"African American Migration to Haiti" by Matthew Clavin, Ph.D.

Clavin is Associate Professor of History at the University of Houston. Clavin is the author of Toussaint Louverture and the American Civil War: The Promise and Peril of a Second Haitian Revolution (2010). 

Throughout much of the nineteenth century, Haiti was a beacon of hope for African Americans in the United States. Consequently, several movements emerged to colonize free and enslaved black Americans in the newly independent nation. The first, which began roughly a decade after Haitian Independence, experienced only limited success, as it was met with fierce opposition by those who encouraged African Americans to stay and fight for civil rights in the United States. Decades later, the Haitian emigrant movement resurrected as many African Americans grew frustrated with the United States government’s growing commitment to both slavery and white supremacy. Led by black political and religious leaders like Martin Delany and James Theodore Holly, and the radical white abolitionist James Redpath, this new movement gained widespread popularity among African Americans in both the United States and Canada.

As a result of both of these movements, perhaps as many as 20 percent of all free blacks in the northern United States emigrated to Haiti in the four decades before the Civil War. Several hundred African Americans from the South also emigrated to Haiti. Even Frederick Douglass, the former runaway slave and onetime opponent of colonization, eventually considered emigration to Haiti. In the spring of 1861, he planned to travel to the island nation to explore its prospect as a location for black emigrants. But the start of the Civil War kept him from making the trip.

Haitian emigration fell short of expectations. Indeed, most of the immigrants who moved from North America to Haiti eventually returned.

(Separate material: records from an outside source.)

use clap::Parser;
use serial_framegrab::config::{ConfigLoader, LogFormat};
use serial_framegrab::output::{load_dump, show_image, write_png};
use serial_framegrab::pipeline::format_device_list;
use serial_framegrab::{
    logging, AppError, AppResult, CancellationToken, Completion, Config, DeviceHandle,
    LogProgress, Pipeline, RunSummary, SerialPortOpener,
};
use std::path::PathBuf;
use std::process::ExitCode;
use tokio::signal;
use tracing::{error, info, warn};

// Command-line arguments
#[derive(Parser, Debug)]
#[command(
    version,
    about = "Capture a raster frame streamed over a serial port.",
    long_about = "Finds a serial device, reads one frame of raw pixel bytes from it (row-major, one byte per channel), and saves the frame as a nested JSON dump and a PNG. Press Ctrl+C to stop early and keep what has arrived."
)]
struct Args {
    /// Configuration file (otherwise the standard locations are searched).
    #[arg(short, long)]
    config: Option<PathBuf>,

    /// Serial device to use instead of auto-discovery.
    #[arg(short, long)]
    port: Option<String>,

    /// Baud rate of the transmitter.
    #[arg(short, long)]
    baud: Option<u32>,

    /// Frame height in rows.
    #[arg(long)]
    height: Option<usize>,

    /// Frame width in pixels.
    #[arg(long)]
    width: Option<usize>,

    /// Where to write the nested JSON dump.
    #[arg(long)]
    json_out: Option<PathBuf>,

    /// Where to write the PNG.
    #[arg(long)]
    image_out: Option<PathBuf>,

    /// Open the image in the desktop viewer when done.
    #[arg(long)]
    show: bool,

    /// Log format: pretty, compact or json.
    #[arg(long)]
    log_format: Option<LogFormat>,

    /// Print the devices that pass the probe and exit.
    #[arg(long)]
    list: bool,

    /// Print the effective configuration as TOML and exit.
    #[arg(long)]
    dump_config: bool,

    /// Re-render the PNG from an existing JSON dump without touching any device.
    #[arg(long, value_name = "DUMP")]
    replay: Option<PathBuf>,
}

impl Args {
    fn load_config(&self) -> AppResult<ConfigLoader> {
        let mut loader = match &self.config {
            Some(path) => ConfigLoader::load_from(path)?,
            None => ConfigLoader::load()?,
        };
        self.apply(loader.config_mut());
        Ok(loader)
    }

    fn apply(&self, config: &mut Config) {
        if let Some(port) = &self.port {
            config.serial.port = Some(port.clone());
        }
        if let Some(baud) = self.baud {
            config.serial.baud_rate = baud;
        }
        if let Some(height) = self.height {
            config.capture.height = height;
        }
        if let Some(width) = self.width {
            config.capture.width = width;
        }
        if let Some(path) = &self.json_out {
            config.output.json_path = path.clone();
        }
        if let Some(path) = &self.image_out {
            config.output.image_path = path.clone();
        }
        if self.show {
            config.output.show = true;
        }
        if let Some(format) = self.log_format {
            config.logging.format = format;
        }
    }
}

// --- Main Application Entry Point ---
#[tokio::main]
async fn main() -> ExitCode {
    let args = Args::parse();

    let loader = match args.load_config() {
        Ok(loader) => loader,
        Err(e) => {
            eprintln!("Error: {e}");
            return exit_code(&e);
        }
    };
    logging::init(&loader.config().logging);
    if let Some(path) = &loader.config_path {
        info!("Loaded configuration from {}", path.display());
    }

    match run(&args, loader).await {
        Ok(()) => ExitCode::SUCCESS,
        Err(e) => {
            error!("{e}");
            exit_code(&e)
        }
    }
}

async fn run(args: &Args, loader: ConfigLoader) -> AppResult<()> {
    if args.dump_config {
        print!("{}", loader.to_toml()?);
        return Ok(());
    }

    let config = loader.into_config();

    if let Some(dump) = &args.replay {
        let grid = load_dump(dump)?;
        write_png(&grid, &config.output.image_path)?;
        println!("Rendered {} to {}", dump.display(), config.output.image_path.display());
        if config.output.show {
            show_image(&config.output.image_path);
        }
        return Ok(());
    }

    if args.list {
        let devices = tokio::task::spawn_blocking(move || discover_blocking(config))
            .await
            .map_err(join_error)??;
        println!("{}", format_device_list(&devices));
        return Ok(());
    }

    let token = CancellationToken::new();
    let interrupt = token.clone();
    tokio::spawn(async move {
        if signal::ctrl_c().await.is_ok() {
            warn!("Interrupt received, stopping capture");
            interrupt.cancel();
        }
    });

    let summary = tokio::task::spawn_blocking(move || capture_blocking(config, &token))
        .await
        .map_err(join_error)??;

    match summary.completion {
        Completion::Full => info!("Captured full frame from {}", summary.device),
        Completion::Partial => warn!(
            "Partial frame from {}: {} complete rows, {} bytes",
            summary.device, summary.rows_completed, summary.bytes_read
        ),
    }
    Ok(())
}

fn discover_blocking(config: Config) -> AppResult<Vec<DeviceHandle>> {
    let opener = SerialPortOpener;
    let pipeline = Pipeline::new(config, &opener);
    let devices = pipeline.discover()?;
    Ok(devices)
}

/// Resolve the device, print the device set and the choice, then capture.
fn capture_blocking(config: Config, token: &CancellationToken) -> AppResult<RunSummary> {
    let opener = SerialPortOpener;
    let pipeline = Pipeline::new(config, &opener);
    pipeline.config().validate()?;

    let (discovered, device) = pipeline.resolve_device()?;
    if pipeline.config().serial.port.is_none() {
        println!("{}", format_device_list(&discovered));
    }
    println!("Using port {device}.");

    let summary = pipeline.capture(discovered, device, token, &mut LogProgress::new())?;
    Ok(summary)
}

fn join_error(e: tokio::task::JoinError) -> AppError {
    AppError::Task(e.to_string())
}

fn exit_code(e: &AppError) -> ExitCode {
    ExitCode::from(u8::try_from(e.exit_code()).unwrap_or(1))
}
//! Port-specific error types.
//!
//! Kept separate from the application-level [`AppError`](crate::error::AppError)
//! so the transport seam can be mocked without dragging in pipeline concerns.

use std::io::ErrorKind;
use thiserror::Error;

/// Errors that can occur while opening or reading a serial device.
#[derive(Debug, Error)]
pub enum PortError {
    /// The specified serial device was not found on the system.
    #[error("Serial port not found: {0}")]
    NotFound(String),

    /// An I/O error occurred during port operations.
    #[error("I/O error: {0}")]
    Io(#[from] std::io::Error),

    /// Port configuration failed.
    #[error("Configuration error: {0}")]
    Config(String),

    /// A read did not complete within the transport's poll interval.
    #[error("Operation timed out after {0:?}")]
    Timeout(std::time::Duration),

    /// A serialport-specific error occurred.
    #[error("Serial port error: {0}")]
    Serial(#[from] serialport::Error),
}

impl PortError {
    /// Create a NotFound error from a port name.
    pub fn not_found(port_name: impl Into<String>) -> Self {
        Self::NotFound(port_name.into())
    }

    /// Create a Config error from a message.
    pub fn config(message: impl Into<String>) -> Self {
        Self::Config(message.into())
    }

    /// Create a Timeout error from a duration.
    pub fn timeout(duration: std::time::Duration) -> Self {
        Self::Timeout(duration)
    }

    /// Whether the error only means "no byte arrived yet".
    ///
    /// Transient errors are suspension points for the decode loop, never failures.
    pub fn is_transient(&self) -> bool {
        match self {
            Self::Timeout(_) => true,
            Self::Io(e) => matches!(
                e.kind(),
                ErrorKind::TimedOut | ErrorKind::WouldBlock | ErrorKind::Interrupted
            ),
            _ => false,
        }
    }
}
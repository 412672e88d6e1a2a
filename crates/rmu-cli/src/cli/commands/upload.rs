//! `rmu upload` – start a fresh multipart upload.

use anyhow::{Context, Result};
use rmu_core::config::RmuConfig;
use rmu_core::session::{SessionStore, Target};
use rmu_core::uploader::{self, ProgressPrinter};
use std::path::Path;

pub fn run_upload(
    cfg: &RmuConfig,
    bucket: String,
    key: String,
    file: &Path,
    session_file: &Path,
    part_size: Option<u64>,
) -> Result<()> {
    let store = super::open_store(cfg)?;
    let session_store = SessionStore::new(session_file);
    let target = Target { bucket, key };

    let mut session = uploader::start_new(&store, &session_store, file, target, part_size)
        .context("start upload")?;
    println!(
        "Data file size={}, will use part size={}",
        session.total_size(),
        session.part_size()
    );
    println!("Got uploadId={}", session.upload_id());

    let policy = cfg.retry_policy();
    let mut progress = ProgressPrinter::new(cfg.progress_step_bytes);
    uploader::run(&store, &session_store, &mut session, &policy, &mut progress)
        .context("upload")?;
    Ok(())
}
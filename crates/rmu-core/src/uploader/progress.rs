//! Stdout progress reporting for the upload loop.
//!
//! Observational only: nothing here gates persistence or correctness.

use crate::store::FinalLocation;
use std::io::{self, Write};

/// Prints per-part progress: a summary line, one line per part with a dot
/// per `step_bytes` transferred, and the closing etag/location lines.
#[derive(Debug)]
pub struct ProgressPrinter {
    step_bytes: u64,
    carried: u64,
}

impl ProgressPrinter {
    /// `step_bytes` sets dot granularity: one dot per that many bytes.
    pub fn new(step_bytes: u64) -> Self {
        Self {
            step_bytes: step_bytes.max(1),
            carried: 0,
        }
    }

    pub fn session_summary(&self, total: usize, pending: usize) {
        println!("Total parts={total}, need to upload={pending}");
    }

    pub fn part_started(&mut self, number: u32, length: u64) {
        self.carried = 0;
        print!("Uploading part #{number} ({length} bytes)");
        let _ = io::stdout().flush();
    }

    pub fn bytes_transferred(&mut self, bytes: u64) {
        self.carried += bytes;
        while self.carried >= self.step_bytes {
            self.carried -= self.step_bytes;
            print!(".");
        }
        let _ = io::stdout().flush();
    }

    pub fn part_finished(&self, etag: &str) {
        println!(" ETag={etag}");
    }

    pub fn composite_etag(&self, etag: &str) {
        println!("Multipart ETag: {etag}");
    }

    pub fn completed(&self, location: &FinalLocation) {
        println!("Location: {}", location.uri);
    }
}

impl Default for ProgressPrinter {
    fn default() -> Self {
        Self::new(1024 * 1024)
    }
}
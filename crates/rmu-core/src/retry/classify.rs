//! Classify store errors into retry policy error kinds.

use super::policy::ErrorKind;
use crate::store::StoreError;

/// Maps a store error onto a retry class. Local I/O failures and
/// unclassified errors are not retried; a failed read of the source file
/// will not succeed on the next attempt either.
pub fn classify(e: &StoreError) -> ErrorKind {
    match e {
        StoreError::Timeout(_) => ErrorKind::Timeout,
        StoreError::Throttled(_) => ErrorKind::Throttled,
        StoreError::Connection(_) => ErrorKind::Connection,
        StoreError::Status { status, .. } => classify_status(*status),
        StoreError::Io(_) | StoreError::Other(_) => ErrorKind::Other,
    }
}

/// Classify an HTTP-style status code for retry decisions.
pub fn classify_status(status: u16) -> ErrorKind {
    match status {
        429 | 503 => ErrorKind::Throttled,
        500..=599 => ErrorKind::ServerError(status),
        _ => ErrorKind::Other,
    }
}

#[cfg(test)]
mod tests {
    use super::*;

    #[test]
    fn throttling_statuses() {
        assert_eq!(classify_status(429), ErrorKind::Throttled);
        assert_eq!(classify_status(503), ErrorKind::Throttled);
    }

    #[test]
    fn server_errors_are_retryable() {
        assert!(matches!(classify_status(500), ErrorKind::ServerError(500)));
        assert!(matches!(classify_status(502), ErrorKind::ServerError(502)));
    }

    #[test]
    fn client_errors_are_not() {
        assert_eq!(classify_status(404), ErrorKind::Other);
        assert_eq!(classify_status(403), ErrorKind::Other);
    }

    #[test]
    fn store_variants_map_directly() {
        assert_eq!(
            classify(&StoreError::Timeout("read".to_string())),
            ErrorKind::Timeout
        );
        assert_eq!(
            classify(&StoreError::Connection("reset".to_string())),
            ErrorKind::Connection
        );
        assert_eq!(
            classify(&StoreError::Other("bug".to_string())),
            ErrorKind::Other
        );
        assert_eq!(
            classify(&StoreError::Io(std::io::Error::other("disk"))),
            ErrorKind::Other
        );
    }
}
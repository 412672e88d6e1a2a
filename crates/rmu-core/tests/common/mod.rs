//! Test doubles wrapping a real store: call counting and injected
//! per-part failures.

use rmu_core::session::Target;
use rmu_core::store::{
    CompletedPart, FinalLocation, ObjectStore, PartUploadRequest, StoreError,
};
use std::cell::Cell;

/// Counts calls while delegating to the wrapped store.
pub struct CountingStore<S> {
    inner: S,
    pub initiates: Cell<u32>,
    pub part_uploads: Cell<u32>,
    pub completes: Cell<u32>,
}

impl<S> CountingStore<S> {
    pub fn new(inner: S) -> Self {
        Self {
            inner,
            initiates: Cell::new(0),
            part_uploads: Cell::new(0),
            completes: Cell::new(0),
        }
    }

    pub fn total_calls(&self) -> u32 {
        self.initiates.get() + self.part_uploads.get() + self.completes.get()
    }
}

impl<S: ObjectStore> ObjectStore for CountingStore<S> {
    type Upload = S::Upload;

    fn initiate_multipart_upload(&self, target: &Target) -> Result<String, StoreError> {
        self.initiates.set(self.initiates.get() + 1);
        self.inner.initiate_multipart_upload(target)
    }

    fn upload_part(&self, request: PartUploadRequest<'_>) -> Result<Self::Upload, StoreError> {
        self.part_uploads.set(self.part_uploads.get() + 1);
        self.inner.upload_part(request)
    }

    fn complete_multipart_upload(
        &self,
        upload_id: &str,
        target: &Target,
        parts: &[CompletedPart],
    ) -> Result<FinalLocation, StoreError> {
        self.completes.set(self.completes.get() + 1);
        self.inner.complete_multipart_upload(upload_id, target, parts)
    }
}

/// Always fails `upload_part` for one part number with a non-retryable
/// error, standing in for a process killed mid-upload.
pub struct FailingStore<S> {
    inner: S,
    fail_part: u32,
}

impl<S> FailingStore<S> {
    pub fn new(inner: S, fail_part: u32) -> Self {
        Self { inner, fail_part }
    }
}

impl<S: ObjectStore> ObjectStore for FailingStore<S> {
    type Upload = S::Upload;

    fn initiate_multipart_upload(&self, target: &Target) -> Result<String, StoreError> {
        self.inner.initiate_multipart_upload(target)
    }

    fn upload_part(&self, request: PartUploadRequest<'_>) -> Result<Self::Upload, StoreError> {
        if request.number == self.fail_part {
            return Err(StoreError::Other(format!(
                "injected failure for part #{}",
                request.number
            )));
        }
        self.inner.upload_part(request)
    }

    fn complete_multipart_upload(
        &self,
        upload_id: &str,
        target: &Target,
        parts: &[CompletedPart],
    ) -> Result<FinalLocation, StoreError> {
        self.inner.complete_multipart_upload(upload_id, target, parts)
    }
}

/// Fails `upload_part` for one part number with a timeout a fixed number
/// of times, then behaves normally; exercises in-process retry.
pub struct FlakyStore<S> {
    inner: S,
    fail_part: u32,
    failures_left: Cell<u32>,
}

impl<S> FlakyStore<S> {
    pub fn new(inner: S, fail_part: u32, failures: u32) -> Self {
        Self {
            inner,
            fail_part,
            failures_left: Cell::new(failures),
        }
    }
}

impl<S: ObjectStore> ObjectStore for FlakyStore<S> {
    type Upload = S::Upload;

    fn initiate_multipart_upload(&self, target: &Target) -> Result<String, StoreError> {
        self.inner.initiate_multipart_upload(target)
    }

    fn upload_part(&self, request: PartUploadRequest<'_>) -> Result<Self::Upload, StoreError> {
        if request.number == self.fail_part && self.failures_left.get() > 0 {
            self.failures_left.set(self.failures_left.get() - 1);
            return Err(StoreError::Timeout(format!(
                "injected timeout for part #{}",
                request.number
            )));
        }
        self.inner.upload_part(request)
    }

    fn complete_multipart_upload(
        &self,
        upload_id: &str,
        target: &Target,
        parts: &[CompletedPart],
    ) -> Result<FinalLocation, StoreError> {
        self.inner.complete_multipart_upload(upload_id, target, parts)
    }
}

Assimilation into Haiti’s Francophonic, Catholic, tropical culture proved extraordinarily difficult for English-speaking Protestants who were accustomed to the more temperate climates of the northern United States and Canada. Nevertheless, their willingness to make Haiti their home if only temporarily testifies to the existence of powerful racial identification, one centered in the Caribbean Sea that crisscrossed the Atlantic Ocean and bound all men and women of African descent together.